Und wie sieht die dazugehörige Erziehungswissenschaft aus? Sie ließe sich als eine »Wissenschaft in der Du-Perspektive« (Robin Schmidt), als eine Wissenschaft der »Freiheit des anderen« beschreiben. Weit mehr als darum, aus der Es-Perspektive allgemeingültige Schlüsse zu ziehen oder aus der Ich-Perspektive individuelle Urteile zu fällen, geht es ihr darum, das Du tatsächlich als ein Ich wahrzunehmen, das sich selbst gleichermaßen Rätsel und Lösung ist. Es-Perspektive und Ich-Perspektive liefern dafür bestenfalls hilfreiche Indizien, schlimmstenfalls verstellen und verdrängen sie das Ich des Du. Wann immer dies der Fall ist, lässt sich die pädagogische Parzival-Frage: »Was fehlet dir bei der Selbsterziehung?« nicht sinnvoll beantworten.

»Lebendig werdende Wissenschaft! Lebendig werdende Kunst!

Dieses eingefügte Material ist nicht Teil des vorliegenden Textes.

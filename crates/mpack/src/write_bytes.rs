//! Buffer-oriented MessagePack appenders.
//!
//! Each function takes ownership of the buffer, extends it, and returns it,
//! so generated marshal bodies chain `o = mpack::append_u32(o, v);` calls.

use std::time::SystemTime;

use num_complex::{Complex32, Complex64};

use crate::extension::Extension;
use crate::marker;
use crate::time_to_unix;
use crate::value::Value;

/// Ensures at least `n` additional bytes of capacity.
pub fn require(mut buf: Vec<u8>, n: usize) -> Vec<u8> {
    buf.reserve(n);
    buf
}

pub fn append_nil(mut buf: Vec<u8>) -> Vec<u8> {
    buf.push(marker::NIL);
    buf
}

pub fn append_bool(mut buf: Vec<u8>, b: bool) -> Vec<u8> {
    buf.push(if b { marker::TRUE } else { marker::FALSE });
    buf
}

pub fn append_i64(mut buf: Vec<u8>, i: i64) -> Vec<u8> {
    match i {
        0..=0x7f => buf.push(i as u8),
        -32..=-1 => buf.push(i as u8),
        _ if i8::try_from(i).is_ok() => {
            buf.push(marker::I8);
            buf.push(i as u8);
        }
        _ if i16::try_from(i).is_ok() => {
            buf.push(marker::I16);
            buf.extend_from_slice(&(i as i16).to_be_bytes());
        }
        _ if i32::try_from(i).is_ok() => {
            buf.push(marker::I32);
            buf.extend_from_slice(&(i as i32).to_be_bytes());
        }
        _ => {
            buf.push(marker::I64);
            buf.extend_from_slice(&i.to_be_bytes());
        }
    }
    buf
}

pub fn append_i32(buf: Vec<u8>, i: i32) -> Vec<u8> {
    append_i64(buf, i as i64)
}

pub fn append_i16(buf: Vec<u8>, i: i16) -> Vec<u8> {
    append_i64(buf, i as i64)
}

pub fn append_i8(buf: Vec<u8>, i: i8) -> Vec<u8> {
    append_i64(buf, i as i64)
}

pub fn append_isize(buf: Vec<u8>, i: isize) -> Vec<u8> {
    append_i64(buf, i as i64)
}

pub fn append_u64(mut buf: Vec<u8>, u: u64) -> Vec<u8> {
    match u {
        0..=0x7f => buf.push(u as u8),
        _ if u8::try_from(u).is_ok() => {
            buf.push(marker::U8);
            buf.push(u as u8);
        }
        _ if u16::try_from(u).is_ok() => {
            buf.push(marker::U16);
            buf.extend_from_slice(&(u as u16).to_be_bytes());
        }
        _ if u32::try_from(u).is_ok() => {
            buf.push(marker::U32);
            buf.extend_from_slice(&(u as u32).to_be_bytes());
        }
        _ => {
            buf.push(marker::U64);
            buf.extend_from_slice(&u.to_be_bytes());
        }
    }
    buf
}

pub fn append_u32(buf: Vec<u8>, u: u32) -> Vec<u8> {
    append_u64(buf, u as u64)
}

pub fn append_u16(buf: Vec<u8>, u: u16) -> Vec<u8> {
    append_u64(buf, u as u64)
}

pub fn append_u8(buf: Vec<u8>, u: u8) -> Vec<u8> {
    append_u64(buf, u as u64)
}

pub fn append_byte(buf: Vec<u8>, u: u8) -> Vec<u8> {
    append_u64(buf, u as u64)
}

pub fn append_usize(buf: Vec<u8>, u: usize) -> Vec<u8> {
    append_u64(buf, u as u64)
}

pub fn append_f32(mut buf: Vec<u8>, f: f32) -> Vec<u8> {
    buf.push(marker::F32);
    buf.extend_from_slice(&f.to_be_bytes());
    buf
}

pub fn append_f64(mut buf: Vec<u8>, f: f64) -> Vec<u8> {
    buf.push(marker::F64);
    buf.extend_from_slice(&f.to_be_bytes());
    buf
}

pub fn append_str(mut buf: Vec<u8>, s: &str) -> Vec<u8> {
    let len = s.len() as u32;
    match len {
        0..=31 => buf.push(marker::fixstr(len as u8)),
        32..=0xff => {
            buf.push(marker::STR8);
            buf.push(len as u8);
        }
        0x100..=0xffff => {
            buf.push(marker::STR16);
            buf.extend_from_slice(&(len as u16).to_be_bytes());
        }
        _ => {
            buf.push(marker::STR32);
            buf.extend_from_slice(&len.to_be_bytes());
        }
    }
    buf.extend_from_slice(s.as_bytes());
    buf
}

pub fn append_bytes(mut buf: Vec<u8>, bts: &[u8]) -> Vec<u8> {
    let len = bts.len() as u32;
    match len {
        0..=0xff => {
            buf.push(marker::BIN8);
            buf.push(len as u8);
        }
        0x100..=0xffff => {
            buf.push(marker::BIN16);
            buf.extend_from_slice(&(len as u16).to_be_bytes());
        }
        _ => {
            buf.push(marker::BIN32);
            buf.extend_from_slice(&len.to_be_bytes());
        }
    }
    buf.extend_from_slice(bts);
    buf
}

pub fn append_map_header(mut buf: Vec<u8>, sz: u32) -> Vec<u8> {
    match sz {
        0..=15 => buf.push(marker::fixmap(sz as u8)),
        16..=0xffff => {
            buf.push(marker::MAP16);
            buf.extend_from_slice(&(sz as u16).to_be_bytes());
        }
        _ => {
            buf.push(marker::MAP32);
            buf.extend_from_slice(&sz.to_be_bytes());
        }
    }
    buf
}

pub fn append_array_header(mut buf: Vec<u8>, sz: u32) -> Vec<u8> {
    match sz {
        0..=15 => buf.push(marker::fixarray(sz as u8)),
        16..=0xffff => {
            buf.push(marker::ARRAY16);
            buf.extend_from_slice(&(sz as u16).to_be_bytes());
        }
        _ => {
            buf.push(marker::ARRAY32);
            buf.extend_from_slice(&sz.to_be_bytes());
        }
    }
    buf
}

pub fn append_complex32(mut buf: Vec<u8>, c: Complex32) -> Vec<u8> {
    buf.push(marker::FIXEXT8);
    buf.push(crate::COMPLEX32_EXT as u8);
    buf.extend_from_slice(&c.re.to_be_bytes());
    buf.extend_from_slice(&c.im.to_be_bytes());
    buf
}

pub fn append_complex64(mut buf: Vec<u8>, c: Complex64) -> Vec<u8> {
    buf.push(marker::FIXEXT16);
    buf.push(crate::COMPLEX64_EXT as u8);
    buf.extend_from_slice(&c.re.to_be_bytes());
    buf.extend_from_slice(&c.im.to_be_bytes());
    buf
}

pub fn append_time(mut buf: Vec<u8>, t: SystemTime) -> Vec<u8> {
    let (sec, nsec) = time_to_unix(t);
    buf.push(marker::EXT8);
    buf.push(12);
    buf.push(crate::TIME_EXT as u8);
    buf.extend_from_slice(&sec.to_be_bytes());
    buf.extend_from_slice(&nsec.to_be_bytes());
    buf
}

pub fn append_extension<E: Extension + ?Sized>(mut buf: Vec<u8>, e: &E) -> Vec<u8> {
    let len = e.ext_len();
    let typ = e.ext_type() as u8;
    match len {
        1 => buf.extend_from_slice(&[marker::FIXEXT1, typ]),
        2 => buf.extend_from_slice(&[marker::FIXEXT2, typ]),
        4 => buf.extend_from_slice(&[marker::FIXEXT4, typ]),
        8 => buf.extend_from_slice(&[marker::FIXEXT8, typ]),
        16 => buf.extend_from_slice(&[marker::FIXEXT16, typ]),
        0..=0xff => buf.extend_from_slice(&[marker::EXT8, len as u8, typ]),
        0x100..=0xffff => {
            buf.push(marker::EXT16);
            buf.extend_from_slice(&(len as u16).to_be_bytes());
            buf.push(typ);
        }
        _ => {
            buf.push(marker::EXT32);
            buf.extend_from_slice(&(len as u32).to_be_bytes());
            buf.push(typ);
        }
    }
    let start = buf.len();
    buf.resize(start + len, 0);
    // A failed payload serialization leaves zero padding of the declared length.
    let _ = e.marshal_binary_to(&mut buf[start..]);
    buf
}

pub fn append_value(mut buf: Vec<u8>, v: &Value) -> Vec<u8> {
    match v {
        Value::Nil => append_nil(buf),
        Value::Bool(b) => append_bool(buf, *b),
        Value::Int(i) => append_i64(buf, *i),
        Value::Uint(u) => append_u64(buf, *u),
        Value::F32(f) => append_f32(buf, *f),
        Value::F64(f) => append_f64(buf, *f),
        Value::Str(s) => append_str(buf, s),
        Value::Bytes(b) => append_bytes(buf, b),
        Value::Array(els) => {
            buf = append_array_header(buf, els.len() as u32);
            for el in els {
                buf = append_value(buf, el);
            }
            buf
        }
        Value::Map(pairs) => {
            buf = append_map_header(buf, pairs.len() as u32);
            for (k, el) in pairs {
                buf = append_str(buf, k);
                buf = append_value(buf, el);
            }
            buf
        }
        Value::Ext(e) => append_extension(buf, e),
        Value::Time(t) => append_time(buf, *t),
    }
}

Lebendig werdende Religion! – das ist schließlich Erziehung, das ist schließlich Unterricht.« So formuliert es Rudolf Steiner in seiner Ansprache zur Eröffnung der ersten Freien Waldorfschule 1919. Wissenschaft, Kunst und Religion werden lebendig, wenn an die Stelle von Theorien, Stilen und Dogmen der Forschungsdrang, die Gestaltungskraft und die Ich-Bildung des Einzelnen treten und sich im Rahmen »freier Schulen« frei entfalten können. Solange dieses Freiheitsversprechen von freien Waldorfschulen immer wieder eingelöst wird, wird deren Zukunft jedes Jahr aufs Neue wieder eingeschult werden.

Zum Autor: Philip Kovce ist Ökonom und Philosoph. Er forscht am Basler Philosophicum sowie an der Universität Witten/Herdecke und gehört dem Think Tank 30 des Club of Rome an.

Dieser Beitrag ist die Zusammenfassung einiger Motive, die der Autor im Rahmen zweier Vorträge im April 2019 an der Freien Waldorfschule Uhlandshöhe Stuttgart entfaltet hat.